Fall came in dry this year. A kind of parched stretch that leaves the leaves crunchy underfoot and the forest too quiet for comfort. I’ve always said “the woods talk if you listen long enough”, but this season, they mostly whispered. A long, stubborn silence hung over my bait sites, and for the first time in a while, I started to feel like maybe the bears were listening back, keeping tabs on me just out of sight.
I put in the hours. I sat through the heat, through the wind, through the kind of rain that only starts when you’ve just settled into the stand. The nights stretched out longer than the days, and each one ended with that same familiar weight. My realization that the tag still hung empty in my pocket.
But that’s hunting. It’s never promised. Success doesn’t always come in the form of a harvest. Sometimes it comes in the shape of grit. In sitting down again the next evening, knowing full well the odds are stacked against you.
This fall, I tagged along on a few hunts where the bears did show up, not for me, but for others. Watching them find success brought its own kind of clarity. You can’t fake that rush, that breathless stillness when the shot breaks clean. It reminded me why I love this life so damn much, not just the moments in front of the lens or behind the bow, but the pursuit itself. The waiting. The learning. The respect.
The weather beat me up this season. The dry spell choked the bait trails and kept the bears moving at night. When the cold finally hit, it came hard and mean. A kind of wet chill that seeps right into your shoulders. But through all of it, I kept filming, kept photographing, kept building the story. Because every season, win or lose, tells one.

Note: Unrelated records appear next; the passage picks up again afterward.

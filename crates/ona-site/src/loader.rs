//! Site loading from a directory.
//!
//! Provides [`SiteLoader`] for building a [`Site`] from a site directory:
//!
//! ```text
//! www/
//! ├── http-headers.yaml   header rules
//! ├── nodes/              one YAML file per node
//! │   ├── en.yaml
//! │   └── en/             children of `en`
//! │       └── about.yaml
//! ├── public/             static assets
//! └── templates/          one YAML file per template
//!     └── layout.yaml
//! ```
//!
//! Unreadable or unparseable node, template and asset files are logged and
//! skipped. Template chain errors and an empty node set abort loading.

use std::io;
use std::path::{Path, PathBuf};
use std::time::Instant;

use serde::de::DeserializeOwned;

use crate::headers::{HeaderLine, HeaderRule, HeaderRuleDefinition, HeaderRules};
use crate::node::{Node, NodeDefinition, sibling_order};
use crate::public::{PublicFile, PublicFiles};
use crate::search::MemoryIndex;
use crate::site::Site;
use crate::template::{
    Template, TemplateDefinition, TemplateError, TemplateRegistry, TemplateRegistryBuilder,
};
use crate::tree::{ContentTree, ContentTreeBuilder, NodeId};

const NODES_DIR: &str = "nodes";
const TEMPLATES_DIR: &str = "templates";
const PUBLIC_DIR: &str = "public";
const HEADERS_FILE: &str = "http-headers.yaml";

/// Error returned when a site cannot be loaded.
#[derive(Debug, thiserror::Error)]
pub enum LoadError {
    #[error("failed to read {}: {source}", path.display())]
    Io {
        path: PathBuf,
        #[source]
        source: io::Error,
    },
    #[error("failed to parse {}: {source}", path.display())]
    Parse {
        path: PathBuf,
        #[source]
        source: serde_yaml::Error,
    },
    #[error(transparent)]
    Template(#[from] TemplateError),
    #[error("no nodes found in {}", .0.display())]
    NoNodes(PathBuf),
}

fn io_error(path: &Path) -> impl FnOnce(io::Error) -> LoadError + '_ {
    move |source| LoadError::Io {
        path: path.to_path_buf(),
        source,
    }
}

/// Convert Duration to milliseconds as f64.
fn elapsed_ms(start: Instant) -> f64 {
    start.elapsed().as_secs_f64() * 1000.0
}

/// Loads a [`Site`] from a site directory.
#[derive(Clone, Debug)]
pub struct SiteLoader {
    root: PathBuf,
}

impl SiteLoader {
    #[must_use]
    pub fn new(root: impl Into<PathBuf>) -> Self {
        Self { root: root.into() }
    }

    /// Load everything and index enabled nodes for search.
    pub fn load(&self) -> Result<Site, LoadError> {
        let start = Instant::now();

        let header_rules = self.load_header_rules()?;
        tracing::info!(count = header_rules.len(), "Loaded header rules");

        let public_files = self.load_public_files()?;
        tracing::info!(count = public_files.len(), "Loaded public files");

        let templates = self.load_templates()?;
        tracing::info!(count = templates.len(), "Loaded templates");

        let tree = self.load_nodes();
        if tree.is_empty() {
            return Err(LoadError::NoNodes(self.root.join(NODES_DIR)));
        }
        tracing::info!(count = tree.len(), "Loaded nodes");

        let site = Site::new(
            tree,
            templates,
            public_files,
            header_rules,
            Box::new(MemoryIndex::new()),
        );
        tracing::info!(
            documents = site.search_index().doc_count(),
            elapsed_ms = elapsed_ms(start),
            "Site loaded"
        );
        Ok(site)
    }

    fn load_header_rules(&self) -> Result<HeaderRules, LoadError> {
        let path = self.root.join(HEADERS_FILE);
        if !path.is_file() {
            tracing::warn!(path = %path.display(), "No header rules file");
            return Ok(HeaderRules::default());
        }

        let definitions: Vec<HeaderRuleDefinition> = read_yaml(&path)?.unwrap_or_default();
        let rules = definitions
            .into_iter()
            .filter_map(|def| {
                let headers = def
                    .headers
                    .iter()
                    .filter_map(|line| {
                        let parsed = HeaderLine::parse(line);
                        if parsed.is_none() {
                            tracing::warn!(
                                expression = %def.expression,
                                line = %line,
                                "Ignoring malformed header line"
                            );
                        }
                        parsed
                    })
                    .collect();
                HeaderRule::new(&def.expression, headers)
                    .inspect_err(|e| {
                        tracing::warn!(
                            expression = %def.expression,
                            error = %e,
                            "Ignoring invalid header expression"
                        );
                    })
                    .ok()
            })
            .collect();
        Ok(HeaderRules::new(rules))
    }

    fn load_public_files(&self) -> Result<PublicFiles, LoadError> {
        let dir = self.root.join(PUBLIC_DIR);
        let mut files = PublicFiles::new();
        if !dir.is_dir() {
            tracing::warn!(path = %dir.display(), "No public directory");
            return Ok(files);
        }

        for path in walk_files(&dir)? {
            match std::fs::read(&path) {
                Ok(content) => {
                    let key = relative_key(&dir, &path);
                    files.insert(&key, PublicFile::from_path(&path, content));
                }
                Err(e) => {
                    tracing::warn!(
                        path = %path.display(),
                        error = %e,
                        "Skipping unreadable public file"
                    );
                }
            }
        }
        Ok(files)
    }

    fn load_templates(&self) -> Result<TemplateRegistry, LoadError> {
        let dir = self.root.join(TEMPLATES_DIR);
        let mut builder = TemplateRegistryBuilder::new();
        if !dir.is_dir() {
            tracing::warn!(path = %dir.display(), "No templates directory");
            return Ok(builder.build()?);
        }

        for path in walk_files(&dir)?.into_iter().filter(|p| is_yaml(p)) {
            let name = relative_key(&dir, &path.with_extension(""));
            let template = match read_definition::<TemplateDefinition>(&path) {
                Ok(def) => Template::from_definition(&name, def),
                Err(e) => {
                    tracing::warn!(error = %e, "Skipping template");
                    continue;
                }
            };
            let loaded =
                with_content_file(&path, template, |t| &mut t.content_file, |t| &mut t.content);
            let template = match loaded {
                Ok(template) => template,
                Err(e) => {
                    tracing::warn!(template = %name, error = %e, "Skipping template");
                    continue;
                }
            };
            if let Err(e) = builder.add(template) {
                tracing::warn!(error = %e, "Skipping template");
            }
        }
        Ok(builder.build()?)
    }

    fn load_nodes(&self) -> ContentTree {
        let dir = self.root.join(NODES_DIR);
        let mut builder = ContentTreeBuilder::new();
        if dir.is_dir() {
            load_level(&dir, None, &mut builder);
        }
        builder.build()
    }
}

/// Load one directory level of nodes, sorted, then recurse into children.
///
/// An unreadable directory is logged and contributes no nodes.
fn load_level(dir: &Path, parent: Option<NodeId>, builder: &mut ContentTreeBuilder) {
    let paths = match read_dir_sorted(dir) {
        Ok(paths) => paths,
        Err(e) => {
            tracing::warn!(error = %e, "Skipping node directory");
            return;
        }
    };

    let mut siblings = Vec::new();
    for path in paths {
        if !path.is_file() || !is_yaml(&path) {
            continue;
        }
        match load_node(&path) {
            Ok(node) => siblings.push((node, path)),
            Err(e) => tracing::warn!(error = %e, "Skipping node"),
        }
    }
    siblings.sort_by(|(a, _), (b, _)| sibling_order(a, b));

    for (node, path) in siblings {
        let id = builder.add_node(node, parent);
        let children = path.with_extension("");
        if children.is_dir() {
            load_level(&children, Some(id), builder);
        }
    }
}

fn load_node(path: &Path) -> Result<Node, LoadError> {
    let name = path
        .file_stem()
        .map(|s| s.to_string_lossy().into_owned())
        .unwrap_or_default();
    let node = Node::from_definition(name, read_definition::<NodeDefinition>(path)?);
    with_content_file(path, node, |n| &mut n.content_file, |n| &mut n.content)
}

/// Replace inline content with the named content file, if any.
///
/// The content file path is relative to the definition file.
fn with_content_file<T>(
    definition: &Path,
    mut item: T,
    content_file: impl Fn(&mut T) -> &mut Option<String>,
    content: impl Fn(&mut T) -> &mut String,
) -> Result<T, LoadError> {
    if let Some(file) = content_file(&mut item).clone() {
        let path = definition
            .parent()
            .unwrap_or_else(|| Path::new(""))
            .join(file.trim());
        *content(&mut item) = std::fs::read_to_string(&path).map_err(io_error(&path))?;
    }
    Ok(item)
}

/// Read a definition file. An empty file is an all-default definition.
fn read_definition<T: DeserializeOwned + Default>(path: &Path) -> Result<T, LoadError> {
    Ok(read_yaml(path)?.unwrap_or_default())
}

/// Parse a YAML file, returning `None` for an empty document.
fn read_yaml<T: DeserializeOwned>(path: &Path) -> Result<Option<T>, LoadError> {
    let text = std::fs::read_to_string(path).map_err(io_error(path))?;
    if text.trim().is_empty() {
        return Ok(None);
    }
    serde_yaml::from_str(&text)
        .map(Some)
        .map_err(|source| LoadError::Parse {
            path: path.to_path_buf(),
            source,
        })
}

fn is_yaml(path: &Path) -> bool {
    path.extension()
        .is_some_and(|ext| ext.eq_ignore_ascii_case("yaml") || ext.eq_ignore_ascii_case("yml"))
}

/// Directory entries sorted by file name.
fn read_dir_sorted(dir: &Path) -> Result<Vec<PathBuf>, LoadError> {
    let mut paths = std::fs::read_dir(dir)
        .map_err(io_error(dir))?
        .map(|entry| entry.map(|e| e.path()))
        .collect::<Result<Vec<_>, _>>()
        .map_err(io_error(dir))?;
    paths.sort();
    Ok(paths)
}

/// All files below `dir`, depth-first in file name order.
fn walk_files(dir: &Path) -> Result<Vec<PathBuf>, LoadError> {
    let mut files = Vec::new();
    for path in read_dir_sorted(dir)? {
        if path.is_dir() {
            files.extend(walk_files(&path)?);
        } else if path.is_file() {
            files.push(path);
        }
    }
    Ok(files)
}

/// Lower-cased, slash-separated path of `path` relative to `base`.
fn relative_key(base: &Path, path: &Path) -> String {
    path.strip_prefix(base)
        .unwrap_or(path)
        .components()
        .map(|c| c.as_os_str().to_string_lossy())
        .collect::<Vec<_>>()
        .join("/")
        .to_lowercase()
}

Mentally, it wore me down. You start to question everything. Your setup, your scent, your timing, your patience. You start chasing ghosts. But it’s in those moments, the ones that test you the hardest, that you really earn the next season.
So here I am, closing out the fall bear run with an empty tag at this point, a full memory card, and a sharper edge for what’s next. The woods might’ve gone quiet for me this time, but they’re far from done talking.
There’s still some daylight left in the year, deer season’s on deck, and I’ve got a score to settle with a big buck that’s been dancing on my cameras since September.
Failure’s only final if you quit showing up. And I’ll be there, bow in hand, camera rolling, heart wide open, ready to listen when the forest finally decides to speak again.